11. Practice Problems

Fenwick Tree

CSES - Dynamic Range Sum Queries -- direct BIT application
CSES - Range Update Queries -- difference array BIT
Codeforces 1042D -- Petya and Array (BIT + coordinate compression for counting inversions)
SPOJ INVCNT -- Count inversions using BIT
Codeforces 459D -- Pashmak and Parmida's problem (BIT on frequencies)

Segment Tree

CSES - Range Minimum Queries -- basic seg tree or sparse table
CSES - Range Queries and Copies -- persistent segment tree
Codeforces 877E -- Danil and a Part-time Job (lazy propagation with XOR)
Codeforces 380C -- Sereja and Brackets (seg tree with custom merge)
Codeforces 242E -- XOR on Segment (bitwise lazy seg tree)

Sparse Table

CSES - Static Range Minimum Queries -- textbook sparse table
SPOJ RMQSQ -- Range Minimum Query
Codeforces 514D -- R2D2 and Droid Army (sparse table + two pointers)

DSU

CSES - Road Construction -- DSU with component tracking
Codeforces 1249D2 -- Too Many Segments (DSU approach)
Codeforces 1594D -- The Number of Imposters (weighted DSU / bipartite check)
Codeforces 1513D -- GCD and MST (DSU + sieve)

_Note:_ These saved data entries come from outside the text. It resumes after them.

use std::hint::black_box;

use async_trait::async_trait;
use criterion::{criterion_group, criterion_main, Criterion};
use federated_plan_executor::{
    execute_query_plan,
    execution_context::{OperationContext, RequestContext},
    executors::{
        common::{SubgraphExecutionRequest, SubgraphExecutor},
        error::SubgraphExecutorError,
        map::SubgraphExecutorMap,
    },
    parsing::parse_operation,
    plan::QueryPlan,
    response::{merge::deep_merge, subgraph_response::SubgraphResponse},
    schema_metadata::SchemaMetadata,
    ExposeQueryPlanMode,
};
use serde_json::{json, Value};
use tokio::runtime::Runtime;

const REVIEWS_COUNT: usize = 100;

struct ReviewsSubgraph;

#[async_trait]
impl SubgraphExecutor for ReviewsSubgraph {
    async fn execute<'a>(
        &self,
        _execution_request: SubgraphExecutionRequest<'a>,
    ) -> Result<SubgraphResponse, SubgraphExecutorError> {
        let reviews: Vec<Value> = (0..REVIEWS_COUNT)
            .map(|i| {
                json!({
                    "id": i.to_string(),
                    "body": format!("review {}", i),
                    "author": { "__typename": "User", "id": (i % 10).to_string() }
                })
            })
            .collect();
        Ok(SubgraphResponse::from_data(json!({ "topReviews": reviews })))
    }
}

struct AccountsSubgraph;

#[async_trait]
impl SubgraphExecutor for AccountsSubgraph {
    async fn execute<'a>(
        &self,
        execution_request: SubgraphExecutionRequest<'a>,
    ) -> Result<SubgraphResponse, SubgraphExecutorError> {
        let entities: Vec<Value> = execution_request
            .representations
            .unwrap_or_default()
            .iter()
            .map(|representation| json!({ "name": format!("user {}", representation["id"]) }))
            .collect();
        Ok(SubgraphResponse::from_data(json!({ "_entities": entities })))
    }
}

fn query_plan() -> QueryPlan {
    serde_json::from_value(json!({
        "kind": "QueryPlan",
        "node": {
            "kind": "Sequence",
            "nodes": [
                {
                    "kind": "Fetch",
                    "serviceName": "reviews",
                    "operation": "{topReviews{id body author{__typename id}}}"
                },
                {
                    "kind": "Flatten",
                    "path": ["topReviews", "@", "author"],
                    "node": {
                        "kind": "Fetch",
                        "serviceName": "accounts",
                        "operation": "query($representations:[_Any!]!){_entities(representations:$representations){...on User{name}}}",
                        "requires": [
                            {
                                "kind": "InlineFragment",
                                "typeCondition": "User",
                                "selections": [
                                    { "kind": "Field", "name": "__typename" },
                                    { "kind": "Field", "name": "id" }
                                ]
                            }
                        ]
                    }
                }
            ]
        }
    }))
    .expect("valid query plan")
}

fn query_plan_execution(c: &mut Criterion) {
    let rt = Runtime::new().expect("Failed to create Tokio runtime");
    let schema_metadata = SchemaMetadata::from_sdl(
        "type Query { topReviews: [Review] } type Review { id: ID! body: String author: User } type User { id: ID! name: String }",
    )
    .expect("valid schema");
    let document = parse_operation("{ topReviews { id body author { name } } }")
        .expect("valid operation");
    let query_plan = query_plan();
    let mut subgraph_executor_map = SubgraphExecutorMap::new();
    subgraph_executor_map.insert_boxed_arc("reviews".to_string(), ReviewsSubgraph.to_boxed_arc());
    subgraph_executor_map.insert_boxed_arc("accounts".to_string(), AccountsSubgraph.to_boxed_arc());
    let request_context = RequestContext::default();

    c.bench_function("query_plan_execution", |b| {
        b.to_async(&rt).iter(|| async {
            let operation_context = OperationContext {
                schema_metadata: black_box(&schema_metadata),
                document: Some(black_box(&document)),
                operation_name: None,
            };
            let result = execute_query_plan(
                black_box(&query_plan),
                black_box(&subgraph_executor_map),
                &request_context,
                &operation_context,
                ExposeQueryPlanMode::No,
            )
            .await;
            black_box(result)
        });
    });
}

fn deep_merge_entities(c: &mut Criterion) {
    let target: Value = json!({
        "topReviews": (0..REVIEWS_COUNT)
            .map(|i| json!({ "id": i.to_string(), "author": { "__typename": "User", "id": i.to_string() } }))
            .collect::<Vec<_>>()
    });
    let source: Value = json!({
        "topReviews": (0..REVIEWS_COUNT)
            .map(|i| json!({ "body": format!("review {}", i), "author": { "name": format!("user {}", i) } }))
            .collect::<Vec<_>>()
    });

    c.bench_function("deep_merge_entities", |b| {
        b.iter(|| {
            let mut target = black_box(target.clone());
            deep_merge(&mut target, black_box(source.clone()));
            black_box(target)
        });
    });
}

criterion_group!(benches, query_plan_execution, deep_merge_entities);
criterion_main!(benches);
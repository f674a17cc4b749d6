use schemars::JsonSchema;
use serde::{Deserialize, Serialize};

#[derive(Debug, Default, Deserialize, Serialize, JsonSchema)]
#[serde(deny_unknown_fields)]
pub struct QueryPlanConfig {
    /// Attach the executed query plan to the response under `extensions.queryPlan`.
    #[serde(default)]
    pub expose: bool,
}
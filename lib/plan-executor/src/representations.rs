use serde_json::{Map, Value};

use crate::{
    plan::{FieldSelection, Selection},
    schema_metadata::SchemaMetadata,
    TYPENAME_FIELD,
};

/// Builds the representation of one entity for an entity fetch.
///
/// Returns `None` when the entity can't take part in the batch: it is not an
/// object, has no `__typename`, does not satisfy `type_condition`, or lacks a
/// field `requires` asks for.
pub fn project_requires(
    entity: &Value,
    requires: &[Selection],
    type_condition: Option<&str>,
    schema_metadata: &SchemaMetadata,
) -> Option<Value> {
    let entity_obj = entity.as_object()?;
    let type_name = entity_obj.get(TYPENAME_FIELD)?.as_str()?;
    if let Some(type_condition) = type_condition {
        if !schema_metadata.entity_satisfies_type_condition(type_name, type_condition) {
            return None;
        }
    }

    let mut representation = Map::with_capacity(requires.len() + 1);
    representation.insert(
        TYPENAME_FIELD.to_string(),
        Value::String(type_name.to_string()),
    );
    project_selections_into(entity_obj, requires, schema_metadata, &mut representation)?;
    Some(Value::Object(representation))
}

fn project_selections_into(
    entity_obj: &Map<String, Value>,
    selections: &[Selection],
    schema_metadata: &SchemaMetadata,
    output: &mut Map<String, Value>,
) -> Option<()> {
    let type_name = entity_obj.get(TYPENAME_FIELD).and_then(Value::as_str);
    for selection in selections {
        match selection {
            Selection::Field(field) => {
                let projected = project_field(entity_obj, field, schema_metadata)?;
                match output.get_mut(field.response_key()) {
                    Some(existing) => crate::response::merge::deep_merge(existing, projected),
                    None => {
                        output.insert(field.response_key().to_string(), projected);
                    }
                }
            }
            Selection::InlineFragment(fragment) => {
                let applies = match (&fragment.type_condition, type_name) {
                    (None, _) => true,
                    (Some(type_condition), Some(type_name)) => {
                        schema_metadata.entity_satisfies_type_condition(type_name, type_condition)
                    }
                    (Some(_), None) => false,
                };
                if applies {
                    project_selections_into(
                        entity_obj,
                        &fragment.selections,
                        schema_metadata,
                        output,
                    )?;
                }
            }
        }
    }
    Some(())
}

fn project_field(
    entity_obj: &Map<String, Value>,
    field: &FieldSelection,
    schema_metadata: &SchemaMetadata,
) -> Option<Value> {
    let value = entity_obj.get(field.response_key())?;
    match &field.selections {
        Some(selections) => project_nested(value, selections, schema_metadata),
        None => Some(value.clone()),
    }
}

fn project_nested(
    value: &Value,
    selections: &[Selection],
    schema_metadata: &SchemaMetadata,
) -> Option<Value> {
    match value {
        Value::Null => Some(Value::Null),
        Value::Array(items) => items
            .iter()
            .map(|item| project_nested(item, selections, schema_metadata))
            .collect::<Option<Vec<Value>>>()
            .map(Value::Array),
        Value::Object(obj) => {
            let mut nested = Map::with_capacity(selections.len());
            project_selections_into(obj, selections, schema_metadata, &mut nested)?;
            Some(Value::Object(nested))
        }
        scalar => Some(scalar.clone()),
    }
}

HLD / Centroid Decomposition

CSES - Path Queries -- HLD + segment tree
CSES - Path Queries II -- HLD + seg tree for max
Codeforces 342E -- Xenia and Tree (centroid decomposition)
SPOJ QTREE -- Query on a Tree (classic HLD)

Treap / Implicit Treap

CSES - Cut and Paste -- implicit treap split/merge
CSES - Substring Reversals -- implicit treap with reverse
Codeforces 863D -- Yet Another Arkanoid Problem (treap maintenance)

Li Chao Tree / CHT

CSES - Line Segment Intersection -- Li Chao application
Codeforces 932F -- Escape Through Leaf (Li Chao on tree)
Codeforces 319C -- Kalila and Dimna (convex hull trick DP)

Mo's Algorithm

CSES - Distinct Values Queries -- Mo's or offline + BIT
SPOJ DQUERY -- D-query (distinct in range)
Codeforces 86D -- Powerful Array (Mo's with sum of cnt^2 * val)
Codeforces 617E -- XOR and Favorite Number (Mo's with XOR prefix)

Persistent Structures

SPOJ MKTHNUM -- K-th Number (persistent seg tree, the classic problem)
Codeforces 813D -- Two Melodies (persistent structures in DP)
CSES - Range Queries and Copies -- persistent seg tree

Study Order Recommendation

Start with Fenwick tree and basic segment tree -- you will use these constantly. Then learn lazy propagation (it appears in probably 30% of Div 2 D/E problems). DSU you likely already know; learn rollback when you hit offline divide and conquer problems. Sparse table is quick to learn and very useful for LCA and RMQ. After that, tackle HLD and centroid decomposition for tree path queries. Save treaps, Li Chao trees, and persistent structures for when you are pushing into Div 1 C+ territory.

CP Template Tip

Keep pre-written templates for: BIT (point update / prefix sum), segment tree with lazy propagation, DSU with union by rank, and sparse table. These four cover the vast majority of contest problems. For the more exotic structures (HLD, centroid decomp, treap), have tested code ready but expect to adapt it per-problem.